2. Overfitting: Training on features not present in the test set can cause the model to overfit to the training data. Overfitting occurs when a model learns noise or irrelevant details in the training data instead of capturing the underlying patterns applicable more broadly. This typically results in high accuracy on training data but poor accuracy on unseen (test) data.
3. Feature Relevance: Features used in training should ideally be representative of the data the model will ultimately work with, including the test set and any real-world application data. Features that do not appear in the test set might not be relevant or available when the model is deployed, making them practically useless and potentially misleading during the training phase.
4. Model Complexity: Including irrelevant or unavailable features increases the complexity of the model unnecessarily.
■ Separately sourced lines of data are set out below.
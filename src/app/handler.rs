//! Event handling and state transition logic.
//!
//! This module implements the event handler that processes user input and fetch
//! results, translating them into state changes and action sequences.
//!
//! # Architecture
//!
//! The handler follows a unidirectional data flow pattern:
//! 1. Events arrive from the input loop or from finished fetch tasks
//! 2. [`handle_event`] pattern-matches the event type
//! 3. State mutations occur via `AppState` and `CatalogSession` methods
//! 4. Actions are collected and returned for the host to execute
//!
//! # Event Types
//!
//! - **Paging**: `Start`, `NextPage`, `PrevPage`, `ReloadPage`
//! - **Navigation**: `ShowList`, `ShowFavorites`, `ShowDetails`, `Back`, cursor moves
//! - **Favorites**: `ToggleFavorite`, `ToggleSelectedFavorite`
//! - **Query**: `SetSearch`, `SetFilter`, `SetOrder`, `ClearFilters`
//! - **Worker**: `Fetched` with a typed [`FetchResponse`]
//!
//! # Example
//!
//! ```rust
//! use dexview::app::{handle_event, Action, AppState, Event};
//! use dexview::catalog::CatalogSession;
//! use dexview::storage::{MemoryStore, StoredFavorites};
//!
//! let session = CatalogSession::new(Box::new(StoredFavorites::new(MemoryStore::new())));
//! let mut state = AppState::new(session);
//! let (changed, actions) = handle_event(&mut state, &Event::Start)?;
//! assert!(changed);
//! assert!(matches!(actions[0], Action::Fetch(_)));
//! # Ok::<(), dexview::DexError>(())
//! ```

use super::modes::{DetailState, View};
use crate::app::{Action, AppState};
use crate::catalog::{FilterField, SortOrder};
use crate::domain::error::Result;
use crate::domain::Record;
use crate::worker::{FetchKind, FetchRequest, FetchResponse};

/// Events triggered by user input or fetch completion.
#[derive(Debug, Clone, PartialEq, Eq)]
pub enum Event {
    /// Loads the first page if nothing is shown or loading yet.
    Start,
    /// Requests the page after the current one (list view only).
    NextPage,
    /// Requests the page before the current one (list view only).
    PrevPage,
    /// Fetches the current page again, e.g. after a failure.
    ReloadPage,

    /// Switches to the paginated list.
    ShowList,
    /// Switches to the favorites collection.
    ShowFavorites,
    /// Moves the card cursor down (wraps to top).
    CursorDown,
    /// Moves the card cursor up (wraps to bottom).
    CursorUp,
    /// Opens the detail view for the card under the cursor.
    OpenSelected,
    /// Opens the detail view for a given record.
    ShowDetails(Record),
    /// Leaves the detail view.
    Back,

    /// Toggles the record under the cursor, or the detail subject.
    ToggleSelectedFavorite,
    /// Toggles a given record.
    ToggleFavorite(Record),

    /// Replaces the search term.
    SetSearch(String),
    /// Replaces one attribute filter. An empty value clears it.
    SetFilter { field: FilterField, value: String },
    /// Replaces the sort order.
    SetOrder(SortOrder),
    /// Clears search and filters, keeping the order.
    ClearFilters,

    /// Ends the session.
    Quit,

    /// Result of a fetch task.
    Fetched(FetchResponse),
}

/// Processes an event, mutates application state, and returns actions to execute.
///
/// The boolean reports whether anything visible changed, so the host can skip a
/// redraw.
///
/// # Errors
///
/// Currently infallible; the `Result` keeps the signature stable for handlers
/// that gain fallible steps.
#[allow(clippy::too_many_lines)]
pub fn handle_event(state: &mut AppState, event: &Event) -> Result<(bool, Vec<Action>)> {
    let _span = tracing::debug_span!("handle_event", event_type = ?event).entered();

    match event {
        Event::Start => {
            if state.session.loaded_page().is_some() || state.session.is_loading() {
                return Ok((false, vec![]));
            }
            Ok(begin_page(state, 1))
        }
        Event::NextPage => {
            if state.view != View::List {
                return Ok((false, vec![]));
            }
            let Some(target) = state.session.next_target() else {
                tracing::debug!("already on last page");
                return Ok((false, vec![]));
            };
            Ok(begin_page(state, target))
        }
        Event::PrevPage => {
            if state.view != View::List {
                return Ok((false, vec![]));
            }
            let Some(target) = state.session.prev_target() else {
                tracing::debug!("already on first page");
                return Ok((false, vec![]));
            };
            Ok(begin_page(state, target))
        }
        Event::ReloadPage => {
            if state.view != View::List {
                return Ok((false, vec![]));
            }
            let page = state.session.pagination().current;
            Ok(begin_page(state, page))
        }
        Event::ShowList => Ok(switch_view(state, View::List)),
        Event::ShowFavorites => Ok(switch_view(state, View::Favorites)),
        Event::CursorDown => {
            state.move_selection_down();
            Ok((true, vec![]))
        }
        Event::CursorUp => {
            state.move_selection_up();
            Ok((true, vec![]))
        }
        Event::OpenSelected => {
            let Some(record) = state.selected_record() else {
                tracing::debug!("no record selected");
                return Ok((false, vec![]));
            };
            Ok(open_details(state, record))
        }
        Event::ShowDetails(record) => Ok(open_details(state, record.clone())),
        Event::Back => {
            let Some(detail) = state.details.take() else {
                return Ok((false, vec![]));
            };
            tracing::debug!(return_to = ?detail.return_to, "leaving details");
            state.view = detail.return_to;
            state.clamp_selection();
            Ok((true, vec![Action::Cancel(FetchKind::Details)]))
        }
        Event::ToggleSelectedFavorite => {
            let target = match (&state.view, &state.details) {
                (View::Details, Some(detail)) => Some(detail.subject.clone()),
                _ => state.selected_record(),
            };
            let Some(record) = target else {
                return Ok((false, vec![]));
            };
            Ok(toggle_favorite(state, &record))
        }
        Event::ToggleFavorite(record) => Ok(toggle_favorite(state, record)),
        Event::SetSearch(term) => {
            tracing::trace!(query = %term, "search updated");
            state.query.search.clone_from(term);
            state.clamp_selection();
            Ok((true, vec![]))
        }
        Event::SetFilter { field, value } => {
            state.query.set_filter(*field, value.clone());
            state.clamp_selection();
            Ok((true, vec![]))
        }
        Event::SetOrder(order) => {
            state.query.order = *order;
            state.clamp_selection();
            Ok((true, vec![]))
        }
        Event::ClearFilters => {
            state.query.clear_filters();
            state.clamp_selection();
            Ok((true, vec![]))
        }
        Event::Quit => Ok((false, vec![Action::Quit])),
        Event::Fetched(response) => Ok((handle_response(state, response.clone()), vec![])),
    }
}

/// Starts loading `page` under a fresh ticket.
fn begin_page(state: &mut AppState, page: u32) -> (bool, Vec<Action>) {
    let ticket = state.issue_ticket();
    if !state.session.begin_page(page, ticket) {
        return (false, vec![]);
    }
    tracing::debug!(page, ticket = %ticket, "requesting page");
    (true, vec![Action::Fetch(FetchRequest::load_page(ticket, page))])
}

fn switch_view(state: &mut AppState, view: View) -> (bool, Vec<Action>) {
    let mut actions = vec![];
    if state.details.take().is_some() {
        actions.push(Action::Cancel(FetchKind::Details));
    }
    state.view = view;
    state.selected_index = 0;
    (true, actions)
}

fn open_details(state: &mut AppState, record: Record) -> (bool, Vec<Action>) {
    let return_to = match (&state.view, &state.details) {
        (View::Details, Some(detail)) => detail.return_to,
        (view, _) => *view,
    };

    let ticket = state.issue_ticket();
    let id = record.id;
    tracing::debug!(id, name = %record.name, ticket = %ticket, "opening details");

    let mut detail = DetailState::new(record, return_to);
    detail.begin(ticket);
    state.details = Some(detail);
    state.view = View::Details;

    (true, vec![Action::Fetch(FetchRequest::load_details(ticket, id))])
}

fn toggle_favorite(state: &mut AppState, record: &Record) -> (bool, Vec<Action>) {
    state.session.toggle_favorite(record);
    // Unfavoriting in the favorites view shrinks the visible set.
    state.clamp_selection();
    (true, vec![])
}

/// Feeds a fetch result into the state. Returns whether it was applied.
fn handle_response(state: &mut AppState, response: FetchResponse) -> bool {
    match response {
        FetchResponse::PageLoaded { ticket, page } => {
            let applied = state.session.apply_page(ticket, page);
            if applied {
                state.clamp_selection();
            }
            applied
        }
        FetchResponse::DetailsLoaded { ticket, details } => state
            .details
            .as_mut()
            .is_some_and(|detail| detail.resolve(ticket, *details)),
        FetchResponse::Failed {
            ticket,
            kind: FetchKind::Page,
            message,
        } => state.session.fail_page(ticket, message),
        FetchResponse::Failed {
            ticket,
            kind: FetchKind::Details,
            message,
        } => {
            let Some(detail) = state.details.as_mut() else {
                return false;
            };
            let failed = detail.fail(ticket);
            if failed {
                tracing::warn!(id = detail.subject.id, error = %message, "details load failed");
            }
            failed
        }
    }
}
This not only affects the model's efficiency but can also complicate the model maintenance and interpretability.
5. Resource Allocation: Training on irrelevant features consumes computational resources and time, which could be better spent on feature engineering, model tuning, or training with relevant features that improve the model's performance on the test set.

Therefore, we decided to drop the other unique columns.

### Columns in the DataFrames

Next, we will check the column names of our DataFrames:

In [None]:
# Columns in the dataframe
X_train.columns

Not all column names are lowercase and use underscores instead of spaces. To adhere to Python naming conventions, we'll convert all column names in the train and test DataFrames to lowercase and replace spaces with underscores.

More information about the column names can be found on https://developers.google.com/earth-engine/datasets/catalog/sentinel-5p.

Next, we will identify the different datatypes present in our datasets:

### Datatypes

In [None]:
# Checking for the data-types
X_train.info()

 | Data-Type | Result |
|:-|:-|
| *object* | There are three features (columns) with an object data-type in our dataset: 'Place ID X Date', 'Place ID' and 'Date'. This means, there are strings or mixed data-types in this column. <br> - Since 'Date' means the date when the measurement was performed, this needs to be changed into a datetime format. |
| *float65* | Floats are the data-types of the remaining features (columns). We consider rounding at a later stage.

Next, we will check for missing values in the dataset.

### Missing Values

In [None]:
# Checking for missing values ('NaN'/'None')
X_train.isnull().sum()

In [None]:
# plotting percentage of missing values per column
msno.bar(X_train)

In [None]:
# plotting the matrix of missing values
msno.matrix(X_train)

There are few instances where missing values co-occur, and there appears to be no discernible pattern in the distribution of missing data. Consequently, it seems that the missing data occurs randomly.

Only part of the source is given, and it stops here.